#### Exercise goal
Below are some records. Reproduce them exactly from their first line through the line with "impl fmt::Display for ConnectionState", inclusive.

#### Stored items from a collection
═══
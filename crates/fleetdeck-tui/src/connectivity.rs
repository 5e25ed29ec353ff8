//! Connection state classification.
//!
//! Every remote failure is mapped to one [`ConnectionState`] and one
//! [`ErrorClass`]. Only the network class is retriable.

use std::fmt;

use serde::{Deserialize, Serialize};

use fleetdeck_api::ApiError;

/// Health of the connection to the fleet platform, as last observed.
///
/// Variants are ordered by severity so that aggregating several loads is a
/// plain `max`.
#[derive(
    Debug, Clone, Copy, Default, PartialEq, Eq, PartialOrd, Ord, Hash, Serialize, Deserialize,
)]
#[serde(rename_all = "snake_case")]
pub enum ConnectionState {
    Connected,
    RateLimited,
    NetworkError,
    Timeout,
    AuthRequired,
    MissingKey,
    UnknownError,
    #[default]
    NotChecked,
}

impl ConnectionState {
    /// Wire name, as serialized.
    pub fn as_str(&self) -> &'static str {
        match self {
            ConnectionState::Connected => "connected",
            ConnectionState::RateLimited => "rate_limited",
            ConnectionState::NetworkError => "network_error",
            ConnectionState::Timeout => "timeout",
            ConnectionState::AuthRequired => "auth_required",
            ConnectionState::MissingKey => "missing_key",
            ConnectionState::UnknownError => "unknown_error",
            ConnectionState::NotChecked => "not_checked",
        }
    }

    /// Short human label for status lines.
    pub fn label(&self) -> &'static str {
        match self {
            ConnectionState::Connected => "Connected",
            ConnectionState::RateLimited => "Rate limited",
            ConnectionState::NetworkError => "Network error",
            ConnectionState::Timeout => "Timed out",
            ConnectionState::AuthRequired => "Sign-in required",
            ConnectionState::MissingKey => "API key missing",
            ConnectionState::UnknownError => "Error",
            ConnectionState::NotChecked => "Not checked",
        }
    }
}

impl fmt::Display for ConnectionState {
    fn fmt(&self, f: &mut fmt::Formatter<'_>) -> fmt::Result {
        f.write_str(self.label())
    }
}

/// Coarse failure class.
#[derive(Debug, Clone, Copy, PartialEq, Eq, Hash, Serialize, Deserialize)]
#[serde(rename_all = "snake_case")]
pub enum ErrorClass {
    Network,
    Auth,
    Validation,
    Unknown,
}

impl ErrorClass {
    /// Only transient network failures are worth retrying.
    pub fn is_retriable(&self) -> bool {
        matches!(self, ErrorClass::Network)
    }
}

/// A remote failure after classification.
#[derive(Debug, Clone, PartialEq, Eq, Serialize)]
#[serde(rename_all = "camelCase")]
pub struct ClassifiedError {
    pub state: ConnectionState,
    pub class: ErrorClass,
    pub retriable: bool,
    pub message: String,
    #[serde(skip_serializing_if = "Option::is_none")]
    pub status: Option<u16>,
}

impl ClassifiedError {
    fn new(state: ConnectionState, class: ErrorClass, message: String, status: Option<u16>) -> Self {
        Self {
            state,
            class,
            retriable: class.is_retriable(),
            message,
            status,
        }
    }
}

impl fmt::Display for ClassifiedError {
    fn fmt(&self, f: &mut fmt::Formatter<'_>) -> fmt::Result {
        write!(f, "{}: {}", self.state.label(), self.message)
    }
}

/// Classify an API failure.
pub fn classify(err: &ApiError) -> ClassifiedError {
    let message = err.to_string();
    match err {
        ApiError::Auth(_) => {
            ClassifiedError::new(ConnectionState::AuthRequired, ErrorClass::Auth, message, None)
        }
        ApiError::MissingKey { .. } => {
            ClassifiedError::new(ConnectionState::MissingKey, ErrorClass::Auth, message, None)
        }
        ApiError::Validation(_) => ClassifiedError::new(
            ConnectionState::UnknownError,
            ErrorClass::Validation,
            message,
            None,
        ),
        ApiError::Timeout(_) => {
            ClassifiedError::new(ConnectionState::Timeout, ErrorClass::Network, message, None)
        }
        ApiError::Network(_) => ClassifiedError::new(
            ConnectionState::NetworkError,
            ErrorClass::Network,
            message,
            None,
        ),
        ApiError::Http { status, .. } => {
            let (state, class) = classify_status(*status);
            ClassifiedError::new(state, class, message, Some(*status))
        }
        ApiError::Decode(_) => ClassifiedError::new(
            ConnectionState::UnknownError,
            ErrorClass::Unknown,
            message,
            None,
        ),
        ApiError::Other(text) => {
            let (state, class) = classify_message(text);
            ClassifiedError::new(state, class, message, None)
        }
    }
}

/// Classify by HTTP status.
pub fn classify_status(status: u16) -> (ConnectionState, ErrorClass) {
    match status {
        401 | 403 => (ConnectionState::AuthRequired, ErrorClass::Auth),
        400 | 422 => (ConnectionState::UnknownError, ErrorClass::Validation),
        429 => (ConnectionState::RateLimited, ErrorClass::Network),
        408 | 504 => (ConnectionState::Timeout, ErrorClass::Network),
        500..=599 => (ConnectionState::NetworkError, ErrorClass::Network),
        _ => (ConnectionState::UnknownError, ErrorClass::Unknown),
    }
}

/// Best-effort classification of an untyped error message.
pub fn classify_message(message: &str) -> (ConnectionState, ErrorClass) {
    let lower = message.to_lowercase();

    if lower.contains("rate limit") || lower.contains("too many requests") || lower.contains("429") {
        return (ConnectionState::RateLimited, ErrorClass::Network);
    }

    if lower.contains("timeout") || lower.contains("timed out") {
        return (ConnectionState::Timeout, ErrorClass::Network);
    }

    if lower.contains("connection refused")
        || lower.contains("connection reset")
        || lower.contains("network")
        || lower.contains("broken pipe")
        || lower.contains("service unavailable")
        || lower.contains("bad gateway")
    {
        return (ConnectionState::NetworkError, ErrorClass::Network);
    }

    if lower.contains("api key") || lower.contains("missing key") {
        return (ConnectionState::MissingKey, ErrorClass::Auth);
    }

    if lower.contains("unauthorized") || lower.contains("forbidden") || lower.contains("401") {
        return (ConnectionState::AuthRequired, ErrorClass::Auth);
    }

    if lower.contains("invalid") || lower.contains("validation") {
        return (ConnectionState::UnknownError, ErrorClass::Validation);
    }

    (ConnectionState::UnknownError, ErrorClass::Unknown)
}

#[cfg(test)]
mod tests {
    use super::*;

    #[test]
    fn test_typed_errors() {
        let auth = classify(&ApiError::Auth("expired".into()));
        assert_eq!(auth.state, ConnectionState::AuthRequired);
        assert_eq!(auth.class, ErrorClass::Auth);
        assert!(!auth.retriable);

        let missing = classify(&ApiError::MissingKey {
            tenant: "acme".into(),
            env_var: "ACME_KEY".into(),
        });
        assert_eq!(missing.state, ConnectionState::MissingKey);
        assert!(!missing.retriable);

        let timeout = classify(&ApiError::Timeout(20));
        assert_eq!(timeout.state, ConnectionState::Timeout);
        assert!(timeout.retriable);

        let validation = classify(&ApiError::Validation("bad id".into()));
        assert_eq!(validation.class, ErrorClass::Validation);
        assert!(!validation.retriable);
    }

    #[test]
    fn test_http_status() {
        let limited = classify(&ApiError::from_status(429, "slow down"));
        assert_eq!(limited.state, ConnectionState::RateLimited);
        assert!(limited.retriable);
        assert_eq!(limited.status, Some(429));

        let unavailable = classify(&ApiError::from_status(503, ""));
        assert_eq!(unavailable.state, ConnectionState::NetworkError);
        assert!(unavailable.retriable);

        let not_found = classify(&ApiError::from_status(404, ""));
        assert_eq!(not_found.class, ErrorClass::Unknown);
        assert!(!not_found.retriable);
    }

    #[test]
    fn test_message_fallback() {
        assert_eq!(
            classify_message("Connection reset by peer").0,
            ConnectionState::NetworkError
        );
        assert_eq!(classify_message("429 Too Many Requests").0, ConnectionState::RateLimited);
        assert_eq!(classify_message("operation timed out").0, ConnectionState::Timeout);
        assert_eq!(classify_message("something odd").1, ErrorClass::Unknown);
    }

    #[test]
    fn test_state_serializes_snake_case() {
        let json = serde_json::to_string(&ConnectionState::AuthRequired).unwrap();
        assert_eq!(json, "\"auth_required\"");
    }
}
═══
#### Task output
filename crates/fleetdeck-tui/src/connectivity.rs
repository 5e25ed29ec353ff8
//! Connection state classification.
//!
//! Every remote failure is mapped to one [`ConnectionState`] and one
//! [`ErrorClass`]. Only the network class is retriable.

use std::fmt;

use serde::{Deserialize, Serialize};

use fleetdeck_api::ApiError;

/// Health of the connection to the fleet platform, as last observed.
///
/// Variants are ordered by severity so that aggregating several loads is a
/// plain `max`.
#[derive(
    Debug, Clone, Copy, Default, PartialEq, Eq, PartialOrd, Ord, Hash, Serialize, Deserialize,
)]
#[serde(rename_all = "snake_case")]
pub enum ConnectionState {
    Connected,
    RateLimited,
    NetworkError,
    Timeout,
    AuthRequired,
    MissingKey,
    UnknownError,
    #[default]
    NotChecked,
}

impl ConnectionState {
    /// Wire name, as serialized.
    pub fn as_str(&self) -> &'static str {
        match self {
            ConnectionState::Connected => "connected",
            ConnectionState::RateLimited => "rate_limited",
            ConnectionState::NetworkError => "network_error",
            ConnectionState::Timeout => "timeout",
            ConnectionState::AuthRequired => "auth_required",
            ConnectionState::MissingKey => "missing_key",
            ConnectionState::UnknownError => "unknown_error",
            ConnectionState::NotChecked => "not_checked",
        }
    }

    /// Short human label for status lines.
    pub fn label(&self) -> &'static str {
        match self {
            ConnectionState::Connected => "Connected",
            ConnectionState::RateLimited => "Rate limited",
            ConnectionState::NetworkError => "Network error",
            ConnectionState::Timeout => "Timed out",
            ConnectionState::AuthRequired => "Sign-in required",
            ConnectionState::MissingKey => "API key missing",
            ConnectionState::UnknownError => "Error",
            ConnectionState::NotChecked => "Not checked",
        }
    }
}

impl fmt::Display for ConnectionState {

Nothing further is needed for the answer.